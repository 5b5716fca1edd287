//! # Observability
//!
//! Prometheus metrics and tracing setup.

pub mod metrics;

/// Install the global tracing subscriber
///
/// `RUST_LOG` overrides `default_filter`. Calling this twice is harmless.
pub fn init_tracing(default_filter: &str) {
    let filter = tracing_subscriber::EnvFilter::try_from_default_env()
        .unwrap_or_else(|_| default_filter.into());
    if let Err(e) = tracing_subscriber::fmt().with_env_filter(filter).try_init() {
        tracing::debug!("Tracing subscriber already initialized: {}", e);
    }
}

========================================================================

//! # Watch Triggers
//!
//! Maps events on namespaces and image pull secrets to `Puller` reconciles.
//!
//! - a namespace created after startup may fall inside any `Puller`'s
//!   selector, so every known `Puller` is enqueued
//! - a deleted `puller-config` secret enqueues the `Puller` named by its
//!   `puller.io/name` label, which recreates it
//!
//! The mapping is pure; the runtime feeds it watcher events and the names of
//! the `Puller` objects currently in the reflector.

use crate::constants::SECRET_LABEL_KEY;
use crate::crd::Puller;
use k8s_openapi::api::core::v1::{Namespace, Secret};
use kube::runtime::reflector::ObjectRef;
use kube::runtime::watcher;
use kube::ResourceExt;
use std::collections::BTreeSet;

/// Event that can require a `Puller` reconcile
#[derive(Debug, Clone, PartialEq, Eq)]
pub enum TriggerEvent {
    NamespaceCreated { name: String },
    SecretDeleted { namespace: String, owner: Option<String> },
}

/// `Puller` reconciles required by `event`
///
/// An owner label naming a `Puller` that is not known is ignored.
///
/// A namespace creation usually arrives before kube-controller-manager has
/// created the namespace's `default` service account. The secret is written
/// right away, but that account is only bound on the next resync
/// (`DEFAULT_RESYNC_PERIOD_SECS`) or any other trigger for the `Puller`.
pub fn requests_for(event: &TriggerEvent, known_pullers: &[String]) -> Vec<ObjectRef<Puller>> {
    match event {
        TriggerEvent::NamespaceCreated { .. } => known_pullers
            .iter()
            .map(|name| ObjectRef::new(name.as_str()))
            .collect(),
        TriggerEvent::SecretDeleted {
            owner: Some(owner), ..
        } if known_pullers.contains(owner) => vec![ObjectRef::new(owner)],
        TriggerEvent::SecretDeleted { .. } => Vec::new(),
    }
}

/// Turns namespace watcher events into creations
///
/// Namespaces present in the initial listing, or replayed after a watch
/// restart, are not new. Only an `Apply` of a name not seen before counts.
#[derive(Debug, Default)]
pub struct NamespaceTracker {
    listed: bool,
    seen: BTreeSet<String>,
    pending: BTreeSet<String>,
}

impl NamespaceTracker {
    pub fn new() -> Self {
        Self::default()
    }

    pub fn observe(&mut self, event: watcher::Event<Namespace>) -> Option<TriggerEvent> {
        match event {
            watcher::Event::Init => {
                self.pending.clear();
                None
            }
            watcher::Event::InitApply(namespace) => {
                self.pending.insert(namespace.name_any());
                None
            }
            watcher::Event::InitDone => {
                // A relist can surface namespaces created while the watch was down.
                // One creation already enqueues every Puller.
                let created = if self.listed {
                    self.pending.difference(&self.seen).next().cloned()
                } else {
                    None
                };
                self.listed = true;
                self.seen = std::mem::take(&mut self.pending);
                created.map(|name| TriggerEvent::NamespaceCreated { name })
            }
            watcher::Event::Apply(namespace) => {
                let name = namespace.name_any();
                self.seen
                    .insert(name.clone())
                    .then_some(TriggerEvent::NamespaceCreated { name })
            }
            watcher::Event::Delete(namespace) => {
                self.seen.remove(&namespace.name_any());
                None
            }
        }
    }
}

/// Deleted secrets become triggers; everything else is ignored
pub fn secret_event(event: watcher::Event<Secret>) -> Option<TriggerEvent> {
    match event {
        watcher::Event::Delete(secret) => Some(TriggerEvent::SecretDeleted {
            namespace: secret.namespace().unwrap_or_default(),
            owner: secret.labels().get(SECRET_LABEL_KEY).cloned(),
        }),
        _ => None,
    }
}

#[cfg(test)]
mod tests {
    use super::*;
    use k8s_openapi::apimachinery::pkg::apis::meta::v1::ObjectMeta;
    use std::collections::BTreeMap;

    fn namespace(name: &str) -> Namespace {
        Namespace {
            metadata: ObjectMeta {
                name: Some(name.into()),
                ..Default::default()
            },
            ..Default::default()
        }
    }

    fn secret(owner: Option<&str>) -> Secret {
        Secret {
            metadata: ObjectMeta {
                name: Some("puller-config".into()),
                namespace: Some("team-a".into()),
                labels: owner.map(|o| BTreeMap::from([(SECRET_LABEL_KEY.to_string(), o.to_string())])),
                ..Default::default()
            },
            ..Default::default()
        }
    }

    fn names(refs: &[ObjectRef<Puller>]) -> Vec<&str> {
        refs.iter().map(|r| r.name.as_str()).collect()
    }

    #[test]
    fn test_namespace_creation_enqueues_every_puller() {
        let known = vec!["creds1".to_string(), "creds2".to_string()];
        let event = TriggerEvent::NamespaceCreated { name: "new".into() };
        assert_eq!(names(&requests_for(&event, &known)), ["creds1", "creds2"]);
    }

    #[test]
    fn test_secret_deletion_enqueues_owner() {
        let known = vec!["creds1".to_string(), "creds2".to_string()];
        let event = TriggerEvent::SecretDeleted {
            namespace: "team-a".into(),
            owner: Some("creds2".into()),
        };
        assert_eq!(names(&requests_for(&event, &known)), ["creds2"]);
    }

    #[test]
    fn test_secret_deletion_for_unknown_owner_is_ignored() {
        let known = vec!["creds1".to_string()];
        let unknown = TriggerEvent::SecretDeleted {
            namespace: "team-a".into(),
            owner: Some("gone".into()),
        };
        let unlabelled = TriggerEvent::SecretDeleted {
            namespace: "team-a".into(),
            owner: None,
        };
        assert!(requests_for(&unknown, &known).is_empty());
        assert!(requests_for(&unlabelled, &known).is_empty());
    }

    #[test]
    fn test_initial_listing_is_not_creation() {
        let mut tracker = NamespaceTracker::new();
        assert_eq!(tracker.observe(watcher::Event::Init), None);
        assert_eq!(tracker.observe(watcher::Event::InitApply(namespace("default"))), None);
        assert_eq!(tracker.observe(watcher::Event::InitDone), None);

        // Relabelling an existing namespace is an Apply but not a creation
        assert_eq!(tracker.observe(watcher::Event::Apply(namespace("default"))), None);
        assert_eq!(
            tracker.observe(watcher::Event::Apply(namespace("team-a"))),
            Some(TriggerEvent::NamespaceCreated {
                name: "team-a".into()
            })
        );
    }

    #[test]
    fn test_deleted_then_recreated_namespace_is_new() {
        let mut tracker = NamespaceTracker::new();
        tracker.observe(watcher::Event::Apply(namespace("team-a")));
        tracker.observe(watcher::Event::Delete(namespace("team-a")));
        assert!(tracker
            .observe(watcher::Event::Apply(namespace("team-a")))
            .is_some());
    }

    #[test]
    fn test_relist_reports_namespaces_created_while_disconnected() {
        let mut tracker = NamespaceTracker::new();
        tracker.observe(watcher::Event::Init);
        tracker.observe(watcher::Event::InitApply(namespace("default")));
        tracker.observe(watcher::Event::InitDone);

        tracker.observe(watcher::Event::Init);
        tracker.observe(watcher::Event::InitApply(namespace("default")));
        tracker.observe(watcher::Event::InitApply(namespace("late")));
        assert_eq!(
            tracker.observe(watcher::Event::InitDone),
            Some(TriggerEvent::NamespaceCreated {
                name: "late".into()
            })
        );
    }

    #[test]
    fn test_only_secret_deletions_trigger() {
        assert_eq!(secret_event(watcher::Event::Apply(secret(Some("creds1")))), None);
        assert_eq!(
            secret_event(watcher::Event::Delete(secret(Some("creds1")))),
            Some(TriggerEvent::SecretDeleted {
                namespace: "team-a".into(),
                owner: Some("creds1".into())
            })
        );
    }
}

========================================================================

> What is being asked:
Tell how many lines of the data above hold the string "runtime". Give only the number.

> Written answer:
3